Uniform fluid flow over bodies of various geometries has been considered by many researchers over the years due to their numerous applications in industry and engineering. Due to complexity and non-linearity of the modeling governing equations exact solutions are difficulty to obtain. To that end, many researchers have employed different analytical and numerical methods. In recent years, the study of stagnation flow has gained tremendous research interest. Stagnation flow is the fluid motion near the stagnation point. The fluid pressure, and the rates of heat and mass transfer are highest in the stagnation area. A flow can be stagnated by a solid wall or a free stagnation point or a line can exist in the interior of the fluid domain. The study of stagnation point flow was pioneered by Hiemenz in 1911 [1]. Wang [2] investigated the stagnation flow toward a shrinking sheet and found that the convective heat transfer decreases with the shrinking rate due to an increase in the boundary layer thickness. Motsa *et al.*[3] studied the Maxwell fluid for two-dimensional stagnation flow toward a shrinking sheet. Shateyi and Makinde [4] investigated the steady stagnation point flow and heat transfer of an electrically conducting incompressible viscous fluid with convective boundary conditions.

The study of heat generation or absorption in moving fluids is of great importance in problems dealing with chemical reactions and those concerned with dissociating fluids.
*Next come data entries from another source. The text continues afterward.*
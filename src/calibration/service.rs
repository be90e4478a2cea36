//! Thread-safe calibration service: the frame consumer a session delivers to.

use std::sync::atomic::{AtomicBool, AtomicU64, Ordering};
use std::sync::Arc;

use crossbeam_channel::{unbounded, Receiver, Sender};
use image::RgbaImage;
use parking_lot::Mutex;

use super::calibrator::BoardCalibrator;
use super::state::{BrightnessHint, CalibrationState, StateTransition};
use super::CalibrationError;
use crate::camera::{DeliveryInterval, Frame, FrameConsumer, SessionControl};
use crate::geometry::{Quad, Transform};
use crate::recognition::{RecognitionEngine, RecognitionResult};
use crate::simulation::BoardSimulator;

/// Point-in-time copy of the calibrator's public state.
#[derive(Debug, Clone, Copy, PartialEq)]
pub struct CalibrationSnapshot {
    pub state: CalibrationState,
    pub transform: Option<Transform>,
    pub board_bounds: Option<Quad>,
    pub screen_points: Option<Quad>,
    pub brightness: BrightnessHint,
    pub last_result: Option<RecognitionResult>,
}

struct ServiceShared {
    engine: Arc<RecognitionEngine>,
    calibrator: Mutex<BoardCalibrator>,
    /// Bumped on every reset; results recognized under an older epoch are dropped.
    epoch: AtomicU64,
    /// Set while a frame is being recognized.
    busy: AtomicBool,
    control: Option<SessionControl>,
    simulator: Option<Arc<BoardSimulator>>,
    subscribers: Mutex<Vec<Sender<StateTransition>>>,
}

impl ServiceShared {
    fn broadcast(&self, transition: StateTransition) {
        self.subscribers
            .lock()
            .retain(|tx| tx.send(transition).is_ok());
    }

    fn set_interval(&self, preset: DeliveryInterval) {
        if let Some(control) = &self.control {
            control.set_interval(preset);
        }
    }
}

/// Receives frames from a [`FrameSession`](crate::camera::FrameSession),
/// recognizes them, and drives the [`BoardCalibrator`].
///
/// Recognition runs with the calibrator unlocked so readers are never
/// blocked behind a frame. While a frame is in flight further frames are
/// dropped. The session gate is left to its owner: a paused session stays
/// paused however many frames pass through here.
pub struct CalibrationService {
    shared: Arc<ServiceShared>,
}

impl CalibrationService {
    /// `control` receives delivery interval changes, `simulator` supplies
    /// frames when no camera is available.
    pub fn new(
        calibrator: BoardCalibrator,
        control: Option<SessionControl>,
        simulator: Option<Arc<BoardSimulator>>,
    ) -> Self {
        Self {
            shared: Arc::new(ServiceShared {
                engine: calibrator.engine().clone(),
                calibrator: Mutex::new(calibrator),
                epoch: AtomicU64::new(0),
                busy: AtomicBool::new(false),
                control,
                simulator,
                subscribers: Mutex::new(Vec::new()),
            }),
        }
    }

    /// Reader handle for other threads.
    pub fn handle(&self) -> CalibrationHandle {
        CalibrationHandle {
            shared: self.shared.clone(),
        }
    }
}

impl FrameConsumer for CalibrationService {
    fn deliver_frame(&self, frame: Frame) {
        let shared = &self.shared;
        if shared.busy.swap(true, Ordering::AcqRel) {
            log::trace!("Frame {} dropped, recognizer busy", frame.frame_number());
            return;
        }

        let epoch = shared.epoch.load(Ordering::Acquire);
        if shared.calibrator.lock().state().is_calibrating() {
            let result = shared.engine.recognize(&frame);
            log::debug!("Frame {}: {}", frame.frame_number(), result);

            let transition = {
                let mut calibrator = shared.calibrator.lock();
                if shared.epoch.load(Ordering::Acquire) == epoch {
                    calibrator.apply_recognition(frame.timestamp(), result)
                } else {
                    log::debug!("Discarding result from before reset");
                    None
                }
            };

            if let Some(transition) = transition {
                if transition.to.is_calibrated() {
                    shared.set_interval(DeliveryInterval::Default);
                }
                shared.broadcast(transition);
            }
        }

        shared.busy.store(false, Ordering::Release);
    }

    fn request_simulated_frame(&self) -> Option<RgbaImage> {
        self.shared.simulator.as_ref().map(|sim| sim.render())
    }
}

/// Cloneable access to a running [`CalibrationService`].
#[derive(Clone)]
pub struct CalibrationHandle {
    shared: Arc<ServiceShared>,
}

impl CalibrationHandle {
    /// Restart calibration and switch the session to its fast cadence.
    pub fn start_find_bounds(&self) {
        let transition = {
            let mut calibrator = self.shared.calibrator.lock();
            self.shared.epoch.fetch_add(1, Ordering::AcqRel);
            calibrator.start_find_bounds()
        };
        self.shared.set_interval(DeliveryInterval::Fast);
        if let Some(transition) = transition {
            self.shared.broadcast(transition);
        }
    }

    /// Channel receiving every subsequent state transition.
    pub fn subscribe(&self) -> Receiver<StateTransition> {
        let (tx, rx) = unbounded();
        self.shared.subscribers.lock().push(tx);
        rx
    }

    pub fn snapshot(&self) -> CalibrationSnapshot {
        let calibrator = self.shared.calibrator.lock();
        CalibrationSnapshot {
            state: calibrator.state(),
            transform: calibrator.transform(),
            board_bounds: calibrator.board_bounds(),
            screen_points: calibrator.screen_points(),
            brightness: calibrator.brightness(),
            last_result: calibrator.last_result(),
        }
    }

    pub fn state(&self) -> CalibrationState {
        self.shared.calibrator.lock().state()
    }

    pub fn transform(&self) -> Option<Transform> {
        self.shared.calibrator.lock().transform()
    }

    pub fn require_transform(&self) -> Result<Transform, CalibrationError> {
        self.shared.calibrator.lock().require_transform()
    }

    pub fn brightness(&self) -> BrightnessHint {
        self.shared.calibrator.lock().brightness()
    }

    pub fn simulator(&self) -> Option<&Arc<BoardSimulator>> {
        self.shared.simulator.as_ref()
    }
}
//! Board recognition: boundary detection followed by pattern verification.

mod bounds;
mod components;
mod pattern;

pub use bounds::BoundsRecognizer;
pub use components::{dark_components, Blob};
pub use pattern::PatternVerifier;

use image::GrayImage;

use crate::board::BoardLayout;
use crate::camera::Frame;
use crate::config::CalibratorConfig;
use crate::geometry::{Point, Quad};

/// Classification of one frame.
#[derive(Debug, Clone, Copy, PartialEq)]
pub enum RecognitionResult {
    /// No qualifying board in view.
    NotFound,
    /// Board markers present but partly blocked.
    Obstructed,
    /// Board found; corners in canonical order.
    Found(Quad),
}

impl RecognitionResult {
    pub fn is_found(&self) -> bool {
        matches!(self, RecognitionResult::Found(_))
    }

    pub fn quad(&self) -> Option<&Quad> {
        match self {
            RecognitionResult::Found(quad) => Some(quad),
            _ => None,
        }
    }
}

impl std::fmt::Display for RecognitionResult {
    fn fmt(&self, f: &mut std::fmt::Formatter<'_>) -> std::fmt::Result {
        match self {
            RecognitionResult::NotFound => write!(f, "Board not visible"),
            RecognitionResult::Obstructed => write!(f, "Board obstructed"),
            RecognitionResult::Found(_) => write!(f, "Board found"),
        }
    }
}

/// Luma image plus the dark threshold shared by all stages.
pub struct PreparedFrame {
    luma: GrayImage,
    threshold: u8,
}

impl PreparedFrame {
    /// Threshold is `mean luma * ratio`, so it follows scene exposure.
    pub fn new(luma: GrayImage, threshold_ratio: f32) -> Self {
        let histogram = &imageproc::stats::histogram(&luma).channels[0];
        let count: u64 = histogram.iter().map(|&n| n as u64).sum();
        let mean = if count == 0 {
            0.0
        } else {
            let total: u64 = histogram
                .iter()
                .enumerate()
                .map(|(v, &n)| v as u64 * n as u64)
                .sum();
            total as f32 / count as f32
        };
        let threshold = (mean * threshold_ratio).round().clamp(0.0, 255.0) as u8;
        Self { luma, threshold }
    }

    pub fn luma(&self) -> &GrayImage {
        &self.luma
    }

    pub fn threshold(&self) -> u8 {
        self.threshold
    }

    /// Luma of the pixel containing `p`, if inside the frame.
    pub fn sample(&self, p: Point) -> Option<u8> {
        if !(p.x >= 0.0 && p.y >= 0.0) {
            return None;
        }
        let (x, y) = (p.x.floor() as u32, p.y.floor() as u32);
        if x >= self.luma.width() || y >= self.luma.height() {
            return None;
        }
        Some(self.luma.get_pixel(x, y)[0])
    }
}

/// One step of the recognition pipeline.
///
/// `candidate` is the quad found by the previous stage, `None` for the first.
pub trait RecognitionStage: Send + Sync {
    fn name(&self) -> &'static str;

    fn recognize(&self, frame: &PreparedFrame, candidate: Option<&Quad>) -> RecognitionResult;
}

/// Runs stages in order; the first non-`Found` result ends the frame.
pub struct RecognitionEngine {
    stages: Vec<Box<dyn RecognitionStage>>,
    threshold_ratio: f32,
}

impl RecognitionEngine {
    /// Boundary stage followed by pattern stage.
    pub fn new(config: &CalibratorConfig) -> Self {
        let board = BoardLayout::new(&config.board);
        Self::with_stages(
            vec![
                Box::new(BoundsRecognizer::new(board.clone(), config.recognition.clone())),
                Box::new(PatternVerifier::new(board, config.recognition.clone())),
            ],
            config.recognition.dark_threshold_ratio,
        )
    }

    pub fn with_stages(stages: Vec<Box<dyn RecognitionStage>>, threshold_ratio: f32) -> Self {
        Self {
            stages,
            threshold_ratio,
        }
    }

    pub fn recognize(&self, frame: &Frame) -> RecognitionResult {
        self.recognize_luma(frame.to_luma())
    }

    pub fn recognize_luma(&self, luma: GrayImage) -> RecognitionResult {
        let prepared = PreparedFrame::new(luma, self.threshold_ratio);
        let mut candidate: Option<Quad> = None;

        for stage in &self.stages {
            match stage.recognize(&prepared, candidate.as_ref()) {
                RecognitionResult::Found(quad) => candidate = Some(quad),
                other => {
                    log::debug!("Stage '{}': {}", stage.name(), other);
                    return other;
                }
            }
        }

        match candidate {
            Some(quad) => RecognitionResult::Found(quad),
            None => RecognitionResult::NotFound,
        }
    }
}

#[cfg(test)]
mod tests {
    use super::*;
    use crate::geometry::Corner;
    use crate::simulation::{BoardScene, BoardSimulator};
    use approx::assert_relative_eq;

    fn engine() -> RecognitionEngine {
        RecognitionEngine::new(&CalibratorConfig::default())
    }

    fn simulator(scene: BoardScene) -> BoardSimulator {
        BoardSimulator::new(BoardLayout::new(&CalibratorConfig::default().board), scene)
    }

    fn luma_of(sim: &BoardSimulator) -> GrayImage {
        image::imageops::grayscale(&sim.render())
    }

    struct FixedStage(RecognitionResult);

    impl RecognitionStage for FixedStage {
        fn name(&self) -> &'static str {
            "fixed"
        }

        fn recognize(&self, _frame: &PreparedFrame, _candidate: Option<&Quad>) -> RecognitionResult {
            self.0
        }
    }

    struct PanicStage;

    impl RecognitionStage for PanicStage {
        fn name(&self) -> &'static str {
            "unreachable"
        }

        fn recognize(&self, _frame: &PreparedFrame, _candidate: Option<&Quad>) -> RecognitionResult {
            panic!("stage after a failure must not run");
        }
    }

    #[test]
    fn test_upright_board_is_found_at_marker_centers() {
        let sim = simulator(BoardScene::default());
        let result = engine().recognize_luma(luma_of(&sim));
        let quad = result.quad().copied().expect("board should be found");

        let expected = sim.marker_centers_in_image();
        for (got, want) in quad.points().iter().zip(expected.points().iter()) {
            assert_relative_eq!(got.x, want.x, epsilon = 0.5);
            assert_relative_eq!(got.y, want.y, epsilon = 0.5);
        }
    }

    #[test]
    fn test_tilted_board_is_found() {
        let sim = simulator(BoardScene::default().with_rotation(12.0));
        assert!(engine().recognize_luma(luma_of(&sim)).is_found());
    }

    #[test]
    fn test_upside_down_board_keeps_board_top_left() {
        let sim = simulator(BoardScene::default().with_rotation(180.0));
        let result = engine().recognize_luma(luma_of(&sim));
        let quad = result.quad().copied().expect("board should be found");

        // The board's top-left marker now sits at the bottom-right of the frame.
        let expected = sim.marker_centers_in_image();
        let tl = quad.corner(Corner::TopLeft);
        assert_relative_eq!(tl.x, expected.corner(Corner::TopLeft).x, epsilon = 0.5);
        assert_relative_eq!(tl.y, expected.corner(Corner::TopLeft).y, epsilon = 0.5);
        assert!(tl.x > 160.0 && tl.y > 120.0);
    }

    #[test]
    fn test_dim_scene_is_still_found() {
        let sim = simulator(BoardScene::default().with_exposure(0.3));
        assert!(engine().recognize_luma(luma_of(&sim)).is_found());
    }

    #[test]
    fn test_empty_scene_is_not_found() {
        let sim = simulator(BoardScene::default().without_board());
        assert_eq!(
            engine().recognize_luma(luma_of(&sim)),
            RecognitionResult::NotFound
        );
        assert_eq!(
            engine().recognize_luma(GrayImage::new(32, 32)),
            RecognitionResult::NotFound
        );
    }

    #[test]
    fn test_half_covered_marker_is_obstructed() {
        let sim = simulator(BoardScene::default().with_marker_occluded(Corner::TopLeft));
        assert_eq!(
            engine().recognize_luma(luma_of(&sim)),
            RecognitionResult::Obstructed
        );
    }

    #[test]
    fn test_board_without_orientation_bar_is_rejected() {
        let sim = simulator(BoardScene::default().without_orientation_bar());
        assert_eq!(
            engine().recognize_luma(luma_of(&sim)),
            RecognitionResult::NotFound
        );
    }

    #[test]
    fn test_failure_classification_passes_through_unchanged() {
        let engine = RecognitionEngine::with_stages(
            vec![
                Box::new(FixedStage(RecognitionResult::Obstructed)),
                Box::new(PanicStage),
            ],
            0.5,
        );
        assert_eq!(
            engine.recognize_luma(GrayImage::new(4, 4)),
            RecognitionResult::Obstructed
        );
    }

    #[test]
    fn test_threshold_follows_mean() {
        let prepared = PreparedFrame::new(GrayImage::from_pixel(4, 4, image::Luma([200])), 0.5);
        assert_eq!(prepared.threshold(), 100);
        assert_eq!(prepared.sample(Point::new(3.9, 0.0)), Some(200));
        assert_eq!(prepared.sample(Point::new(4.0, 0.0)), None);
        assert_eq!(prepared.sample(Point::new(-0.1, 0.0)), None);
    }
}
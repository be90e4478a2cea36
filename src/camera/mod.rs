//! Camera input: frame acquisition, throttling, and pause/resume.
//!
//! A [`FrameSession`] owns the capture device (or runs without one) and
//! delivers frames to a single [`FrameConsumer`] on a background thread.

mod device;
mod frame;
#[cfg(feature = "camera")]
mod nokhwa_source;
mod session;

pub use device::{CaptureDevice, CaptureError, CaptureSource};
pub use frame::{Frame, FrameSource};
#[cfg(feature = "camera")]
pub use nokhwa_source::{list_cameras, CameraInfo, NokhwaSource};
pub use session::{DeliveryInterval, FrameConsumer, FrameSession, SessionControl};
Heat generation effects may alter the temperature distribution and consequently, the particle deposition rate in nuclear reactors, electronic chips. Chamkha and Ahmed [5] studied the problem of MHD heat and mass transfer by mixed convection in the forward stagnation region of rotating sphere in the presence of heat generation and chemical reaction effects. Bararnia *et al.*[6] investigated analytically the problem of MHD natural convectional flow of a heat generation fluid in a porous medium.

Fluid flows with chemical reaction have key importance in many processes such as drying evaporation at the surface of a water body, energy transfer in a wet cooling electric power, food processing, groves of fruit trees, *etc*. The molecular diffusion of species in the presence of a chemical reaction within or at the boundary layer always exists during several practical diffusive operations. Several researchers have studied flows with chemical reaction reactions. Pal and Talukdar [7] presented the combined effects of Joule heating and a chemical reaction on unsteady MHD mixed convection with viscous dissipation over a vertical plate in the presence of a porous medium and thermal radiation. Hayat *et al.*[8] examined the mass transfer effect on unsteady three-dimensional flow of a coupled stress fluid over a stretching surface with chemical reaction. Najib *et al.*[9] investigated the stagnation point flow and mass transfer with a chemical reaction past a stretching shrinking cylinder.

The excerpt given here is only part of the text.